The harbour plays as crucial an economic role in the day-to-day life of the city as it did when development of the port of Belfast first began in 1613.
Today it is home not only to the port of Belfast but to more than 650 companies from Bombardier to CitiGroup and, of course, its longest standing tenants Harland and Wolff.
More than 17,000 people are estimated to go to work every day in some part of the harbour estate which covers 2,000 acres.
Over the last 20 years Belfast Harbour has spearheaded various development projects – from Titanic Quarter to new retail parks – that have a combined gross development value of some £1.5 billion.
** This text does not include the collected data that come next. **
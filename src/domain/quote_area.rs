use unicode_segmentation::UnicodeSegmentation;

const MAX_CHAR_LENGHT: usize = 120;
const FORBIDDEN_CHARS: [char; 2] = ['<', '>'];

/// The field a quote belongs to, e.g. "science" or "philosophy".
#[derive(Debug, serde::Serialize)]
pub struct QuoteArea(String);

impl QuoteArea {
    pub fn parse(area: String) -> Result<QuoteArea, String> {
        let area = area.trim().to_string();
        let is_empty = area.is_empty();
        let is_too_long = area.graphemes(true).count() > MAX_CHAR_LENGHT;
        let contains_forbidden_chars = area.chars().any(|char| FORBIDDEN_CHARS.contains(&char));

        if is_empty || is_too_long || contains_forbidden_chars {
            return Err(format!("{} is not a valid quote area", area));
        }

        Ok(Self(area))
    }
}

impl AsRef<str> for QuoteArea {
    fn as_ref(&self) -> &str {
        &self.0
    }
}

#[cfg(test)]
mod tests {
    use super::QuoteArea;
    use claim::{assert_err, assert_ok};

    #[test]
    fn test_area_empty_is_invalid() {
        assert_err!(QuoteArea::parse(String::from("   ")));
    }

    #[test]
    fn test_area_valid() {
        assert_ok!(QuoteArea::parse(String::from("philosophy")));
    }
}
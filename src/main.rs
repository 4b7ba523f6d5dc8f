use quote_digest::config::get_configuration;
use quote_digest::startup::Application;
use quote_digest::telemetry::{get_subscriber, init_subscriber};

#[tokio::main]
async fn main() -> std::io::Result<()> {
    let subscriber = get_subscriber(String::from("quote_digest"), String::from("info"));

    init_subscriber(subscriber);

    let config = get_configuration().expect("Missing configuration file.");
    let application = Application::build(config).await?;

    tracing::info!("Server listening on port {}", application.get_port());

    application.run_until_stop().await
}
use actix_web::{web, HttpResponse, Responder};
use sqlx::PgPool;

use crate::domain::new_quote::{NewQuote, NewQuoteBody};
use crate::storage::insert_quote;

/// Accepts a visitor-submitted quote. The quote gets the next free index and
/// sits unapproved until moderation flips it.
#[tracing::instrument(
    name = "Submitting a new quote handler",
    skip(body, db_pool),
    fields(quote_author = %body.author, quote_area = %body.area)
)]
pub async fn handle_submit_quote(
    body: web::Json<NewQuoteBody>,
    db_pool: web::Data<PgPool>,
) -> impl Responder {
    let new_quote: NewQuote = match body.try_into() {
        Ok(quote) => quote,
        Err(err) => {
            tracing::error!("Validation error: {:?}", err);
            return HttpResponse::BadRequest().finish();
        }
    };

    match insert_quote(&db_pool, &new_quote).await {
        Ok(quote) => HttpResponse::Created().json(quote),
        Err(err) => {
            tracing::error!("Failed to insert new quote: {:?}", err);
            HttpResponse::InternalServerError().finish()
        }
    }
}
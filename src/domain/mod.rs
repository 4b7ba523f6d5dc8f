pub mod new_quote;
pub mod new_subscriber;
pub mod quote;
pub mod quote_area;
pub mod quote_author;
pub mod quote_text;
pub mod subscriber;
pub mod subscriber_email;
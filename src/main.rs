use clap::Parser;
use color_eyre::eyre::{Report, Result};
use viroplot::Cli;

fn main() -> Result<(), Report> {
    // ------------------------------------------------------------------------
    // CLI Setup

    // Parse CLI parameters
    let args = Cli::parse();

    // initialize color_eyre crate for colorized logs
    color_eyre::install()?;

    // Set logging/verbosity level via RUST_LOG
    std::env::set_var("RUST_LOG", args.verbosity.to_string());

    // initialize env_logger crate for logging/verbosity level
    env_logger::init();

    // ------------------------------------------------------------------------
    // Pipeline

    viroplot::run(&args)?;

    Ok(())
}
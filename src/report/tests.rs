use crate::abundance::{AbundanceRecord, AbundanceTable, TypeTotals, TOP_N};
use crate::report;

use color_eyre::eyre::{Report, Result};

fn table(rows: &[(&str, u64)]) -> AbundanceTable {
    let records = rows
        .iter()
        .map(|&(virus_name, abundance)| AbundanceRecord {
            abundance,
            virus_name: virus_name.to_string(),
            percentage: 0.0,
        })
        .collect();
    AbundanceTable { records, ..Default::default() }
}

#[test]
fn render_sections() {
    let table = table(&[("Phage_A", 120), ("Virus_B", 80)]);
    let top = table.top(TOP_N);
    let totals = TypeTotals::from_records(&table.records);

    let observed = report::render(&table, top, &totals);

    assert!(observed.contains("Total viral species: 2"));
    assert!(observed.contains("Top 2 species are shown in the bar chart"));
    assert!(observed.contains("- Bacteriophage: 120 (60.0%)"));
    assert!(observed.contains("- Other Viruses: 80 (40.0%)"));
    assert!(observed.contains("1. Phage_A: 120"));
    assert!(observed.contains("2. Virus_B: 80"));
    assert!(observed.contains("top10_virus_abundance.pdf/png"));
    assert!(observed.contains("virus_type_proportion.pdf/png"));
}

#[test]
fn render_lists_at_most_ten() {
    let rows = (0..15u64).map(|i| (format!("Virus_{i}"), 100 - i)).collect::<Vec<_>>();
    let rows = rows.iter().map(|(n, a)| (n.as_str(), *a)).collect::<Vec<_>>();
    let table = table(&rows);
    let top = table.top(TOP_N);
    let totals = TypeTotals::from_records(&table.records);

    let observed = report::render(&table, top, &totals);

    assert!(observed.contains("Total viral species: 15"));
    assert!(observed.contains("10. Virus_9: 91"));
    assert!(!observed.contains("11. Virus_10"));
}

#[test]
fn write_report_file() -> Result<(), Report> {
    let dir = tempfile::TempDir::new()?;
    let table = table(&[("Phage_A", 120), ("Virus_B", 80)]);
    let top = table.top(TOP_N);
    let totals = TypeTotals::from_records(&table.records);

    let path = report::write(&table, top, &totals, dir.path())?;
    assert_eq!(path, dir.path().join("visualization_summary.txt"));

    let text = std::fs::read_to_string(&path)?;
    assert!(text.starts_with("Virome Visualization Summary"));
    Ok(())
}
//! Pie chart of abundance share per virus type.

use crate::abundance::{TypeTotals, VirusType};
use crate::plot::scene::{Anchor, Color, Scene};
use itertools::Itertools;

pub const TITLE: &str = "Viral Type Proportion in Human Gut Virome";

/// Wedge palette, assigned in wedge order.
const PALETTE: [Color; 2] = [Color::rgb(0xff, 0x99, 0x99), Color::rgb(0x66, 0xb2, 0xff)];

const WIDTH: f32 = 800.0;
const HEIGHT: f32 = 800.0;
const CENTER: (f32, f32) = (400.0, 430.0);
const RADIUS: f32 = 260.0;

/// Fraction of the radius by which the first wedge is pulled out.
const EXPLODE: f32 = 0.05;

/// One pie wedge. Angles are degrees from east, counterclockwise;
/// `offset` is the explode displacement of the wedge center.
#[derive(Clone, Debug, PartialEq)]
pub struct Wedge {
    pub virus_type: VirusType,
    pub start_deg: f32,
    pub sweep_deg: f32,
    pub percentage: f64,
    pub offset: (f32, f32),
    pub color: Color,
}

/// Laid-out pie chart: one wedge per virus type present in the input,
/// starting at 12 o'clock and proceeding counterclockwise.
#[derive(Clone, Debug, Default)]
pub struct PieChart {
    pub wedges: Vec<Wedge>,
}

impl PieChart {
    pub fn new(totals: &TypeTotals) -> Self {
        let mut start = 90.0_f32;
        let wedges = totals
            .summary()
            .into_iter()
            .enumerate()
            .map(|(i, (virus_type, _total, percentage))| {
                let sweep = (percentage / 100.0 * 360.0) as f32;
                let mid = (start + sweep / 2.0).to_radians();
                let wedge = Wedge {
                    virus_type,
                    start_deg: start,
                    sweep_deg: sweep,
                    percentage,
                    // only the first wedge is exploded
                    offset: match i {
                        0 => (EXPLODE * RADIUS * mid.cos(), -(EXPLODE * RADIUS * mid.sin())),
                        _ => (0.0, 0.0),
                    },
                    color: PALETTE[i % PALETTE.len()],
                };
                start += sweep;
                wedge
            })
            .collect_vec();

        PieChart { wedges }
    }

    pub fn scene(&self) -> Scene {
        let mut scene = Scene::new(WIDTH, HEIGHT);
        let (cx, cy) = CENTER;

        scene.text(TITLE, WIDTH / 2.0, 45.0, 22.0, Color::BLACK, Anchor::Middle, true);

        for wedge in &self.wedges {
            let (dx, dy) = wedge.offset;
            scene.polygon(wedge_points(cx + dx, cy + dy, RADIUS, wedge.start_deg, wedge.sweep_deg), wedge.color);

            let mid = (wedge.start_deg + wedge.sweep_deg / 2.0).to_radians();
            // percentage inside the wedge, type name outside
            scene.text(
                format!("{:.1}%", wedge.percentage),
                cx + dx + 0.6 * RADIUS * mid.cos(),
                cy + dy - 0.6 * RADIUS * mid.sin() + 6.0,
                17.0,
                Color::WHITE,
                Anchor::Middle,
                true,
            );
            scene.text(
                wedge.virus_type.to_string(),
                cx + dx + 1.15 * RADIUS * mid.cos(),
                cy + dy - 1.15 * RADIUS * mid.sin() + 6.0,
                17.0,
                Color::BLACK,
                Anchor::Middle,
                false,
            );
        }

        scene
    }
}

/// Flatten a wedge into a closed polygon: the center plus arc points in
/// one-degree steps. Screen y grows downwards, so counterclockwise angles
/// map through `-sin`.
fn wedge_points(cx: f32, cy: f32, r: f32, start_deg: f32, sweep_deg: f32) -> Vec<(f32, f32)> {
    let steps = (sweep_deg.ceil() as usize).max(2);
    let mut points = vec![(cx, cy)];
    points.extend((0..=steps).map(|i| {
        let deg = start_deg + sweep_deg * i as f32 / steps as f32;
        let rad = deg.to_radians();
        (cx + r * rad.cos(), cy - r * rad.sin())
    }));
    points
}
pub mod verbosity;

use color_eyre::eyre::{eyre, ContextCompat, Report, Result};
use color_eyre::Help;
use std::fmt::Debug;
use std::path::Path;

/// Get delimiter based on file extension.
///
/// Note that `.txt` is assumed to be tab-delimited!
///
/// ```rust
/// use viroplot::utils::get_delimiter;
///
/// assert_eq!(get_delimiter(&"file.tsv")?, '\t');
/// assert_eq!(get_delimiter(&"file.csv")?, ',');
/// assert_eq!(get_delimiter(&"file.txt")?, '\t');
/// assert!(get_delimiter(&"file").is_err());
/// # Ok::<(), color_eyre::eyre::Report>(())
/// ```
pub fn get_delimiter<P>(path: &P) -> Result<char, Report>
where
    P: AsRef<Path> + Debug,
{
    let ext = path
        .as_ref()
        .extension()
        .wrap_err_with(|| format!("Failed to get file extension: {path:?}"))?
        .to_str()
        .wrap_err_with(|| format!("Failed to convert file extension to str: {path:?}"))?;
    // convert extension to the expected delimiter
    match ext {
        "tsv" | "txt" => Ok('\t'),
        "csv" => Ok(','),
        _ext => {
            Err(eyre!("Unknown file extension: {_ext:?}").suggestion("Options: tsv, csv, or txt"))
        }
    }
}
According to O’Hagan, the 400th anniversary is not just a time to look back on its achievements but also to look forward. “The reason this port continues to thrive and grow is because it takes the long view – not of the past, but of the future.”
Latest trade figures show the port’s core business as a maritime gateway and logistics hub grew last year. It handled a record 19.6 million tonnes in trade last year, while passenger numbers also increased to 1.4 million people.
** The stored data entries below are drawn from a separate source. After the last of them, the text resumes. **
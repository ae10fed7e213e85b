//! PNG rendering backend, built on a raqote draw target.
//!
//! Text is rasterized glyph-by-glyph with rusttype, using the first TrueType
//! font found among well-known system locations (DejaVu Sans first, matching
//! the font the upstream pipeline renders with). Without any font, geometry
//! still renders and a single warning is logged.

use crate::plot::scene::{Anchor, Color, Primitive, Scene};
use color_eyre::eyre::{eyre, Report, Result, WrapErr};
use itertools::Itertools;
use log::warn;
use raqote::{DrawOptions, DrawTarget, PathBuilder, SolidSource, Source, StrokeStyle};
use rusttype::{point, Font, Scale};
use std::fmt::Debug;
use std::path::Path;
use std::sync::OnceLock;

/// Supersampling factor over scene pixels, the quality analog of a
/// high-dpi raster export.
const SCALE: f32 = 2.0;

const FONT_CANDIDATES: &[&str] = &[
    "/usr/share/fonts/truetype/dejavu/DejaVuSans.ttf",
    "/usr/share/fonts/dejavu/DejaVuSans.ttf",
    "/usr/share/fonts/TTF/DejaVuSans.ttf",
    "/usr/share/fonts/truetype/liberation/LiberationSans-Regular.ttf",
    "/usr/share/fonts/liberation-sans/LiberationSans-Regular.ttf",
    "/System/Library/Fonts/Supplemental/Arial.ttf",
];

/// Render a scene to a png file.
pub fn render<P>(scene: &Scene, path: &P) -> Result<(), Report>
where
    P: AsRef<Path> + Debug,
{
    let mut dt =
        DrawTarget::new((scene.width * SCALE) as i32, (scene.height * SCALE) as i32);
    dt.clear(SolidSource::from_unpremultiplied_argb(0xff, 0xff, 0xff, 0xff));

    for primitive in &scene.primitives {
        match primitive {
            Primitive::Polygon { points, color } => fill_polygon(&mut dt, points, *color),
            Primitive::Line { from, to, width, color } => {
                let mut pb = PathBuilder::new();
                pb.move_to(from.0 * SCALE, from.1 * SCALE);
                pb.line_to(to.0 * SCALE, to.1 * SCALE);
                dt.stroke(
                    &pb.finish(),
                    &solid(*color),
                    &StrokeStyle { width: width * SCALE, ..StrokeStyle::default() },
                    &DrawOptions::new(),
                );
            }
            Primitive::Text { text, x, y, size, color, anchor, bold: _ } => {
                draw_text(&mut dt, text, x * SCALE, y * SCALE, size * SCALE, *color, *anchor);
            }
        }
    }

    dt.write_png(path.as_ref()).wrap_err_with(|| eyre!("Failed to write png: {path:?}"))?;
    Ok(())
}

fn solid(color: Color) -> Source<'static> {
    Source::Solid(SolidSource::from_unpremultiplied_argb(color.a, color.r, color.g, color.b))
}

fn fill_polygon(dt: &mut DrawTarget, points: &[(f32, f32)], color: Color) {
    let Some(((x0, y0), rest)) = points.split_first() else {
        return;
    };
    let mut pb = PathBuilder::new();
    pb.move_to(x0 * SCALE, y0 * SCALE);
    rest.iter().for_each(|(x, y)| pb.line_to(x * SCALE, y * SCALE));
    pb.close();
    dt.fill(&pb.finish(), &solid(color), &DrawOptions::new());
}

/// The shared label font, loaded once per process.
fn font() -> Option<&'static Font<'static>> {
    static FONT: OnceLock<Option<Font<'static>>> = OnceLock::new();
    FONT.get_or_init(|| {
        for candidate in FONT_CANDIDATES {
            if let Ok(bytes) = std::fs::read(candidate) {
                if let Some(font) = Font::try_from_vec(bytes) {
                    return Some(font);
                }
            }
        }
        warn!("No TrueType font found; text labels will be skipped in png outputs.");
        None
    })
    .as_ref()
}

fn text_width(font: &Font, text: &str, scale: Scale) -> f32 {
    font.layout(text, scale, point(0.0, 0.0))
        .last()
        .map(|g| g.position().x + g.unpositioned().h_metrics().advance_width)
        .unwrap_or_default()
}

fn draw_text(dt: &mut DrawTarget, text: &str, x: f32, y: f32, size: f32, color: Color, anchor: Anchor) {
    let Some(font) = font() else {
        return;
    };
    let scale = Scale::uniform(size);
    let x = match anchor {
        Anchor::Start => x,
        Anchor::Middle => x - text_width(font, text, scale) / 2.0,
        Anchor::End => x - text_width(font, text, scale),
    };

    let glyphs = font.layout(text, scale, point(x, y)).collect_vec();
    let (dt_w, dt_h) = (dt.width(), dt.height());
    let data = dt.get_data_mut();

    for glyph in glyphs {
        let Some(bb) = glyph.pixel_bounding_box() else {
            continue;
        };
        glyph.draw(|gx, gy, coverage| {
            let px = bb.min.x + gx as i32;
            let py = bb.min.y + gy as i32;
            if px < 0 || py < 0 || px >= dt_w || py >= dt_h || coverage <= 0.0 {
                return;
            }
            let i = (py * dt_w + px) as usize;
            data[i] = blend(data[i], color, coverage);
        });
    }
}

/// Source-over blend of a coverage-weighted color onto an opaque canvas
/// pixel (premultiplied ARGB, as raqote stores it).
fn blend(dst: u32, color: Color, coverage: f32) -> u32 {
    let a = coverage * color.a as f32 / 255.0;
    let channel = |d: u32, s: u8| -> u32 {
        let out = s as f32 * a + (d & 0xff) as f32 * (1.0 - a);
        (out.round() as u32).min(0xff)
    };
    (dst & 0xff00_0000)
        | (channel(dst >> 16, color.r) << 16)
        | (channel(dst >> 8, color.g) << 8)
        | channel(dst, color.b)
}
O’Hagan believes it is also important to recognise the contribution the harbour and the port has made and continues to make to the city and its development. He highlights multi-million projects such as the Odyssey – built on a former scrapyard at the harbour – and the expansion of the Northern Ireland Science Park in the Titanic Quarter as examples of a thriving partnership between the city and the port.
Around a third of all jobs in the North are directly and indirectly supported by Belfast Harbour, O’Hagan argues, and he is determined to build on this.
He believes the harbour’s latest investment – a purpose-built £50 million 50-acre off-shore wind terminal – will help create “new green collar jobs” in Belfast.
Dong Energy and ScottishPower Renewables have signed a lease for the terminal which will be used to support the development of their new wind farm in the Irish Sea.
100 turbines
It is expected that 100 turbines will be shipped from Belfast to the west of Duddon Sands wind farm. Assembly of these turbines could create work for up to 300 welders, engineers and electricians in the harbour estate.
O Hagan says: “Belfast Harbour has endured and survived wars, depressions, pestilence and constitutional crisis, but it’s done more than just survive; it’s helped shape and build our economy, and help inform what it is to be from Belfast.
“That, I hope, is our legacy, but we also want it to be our future.”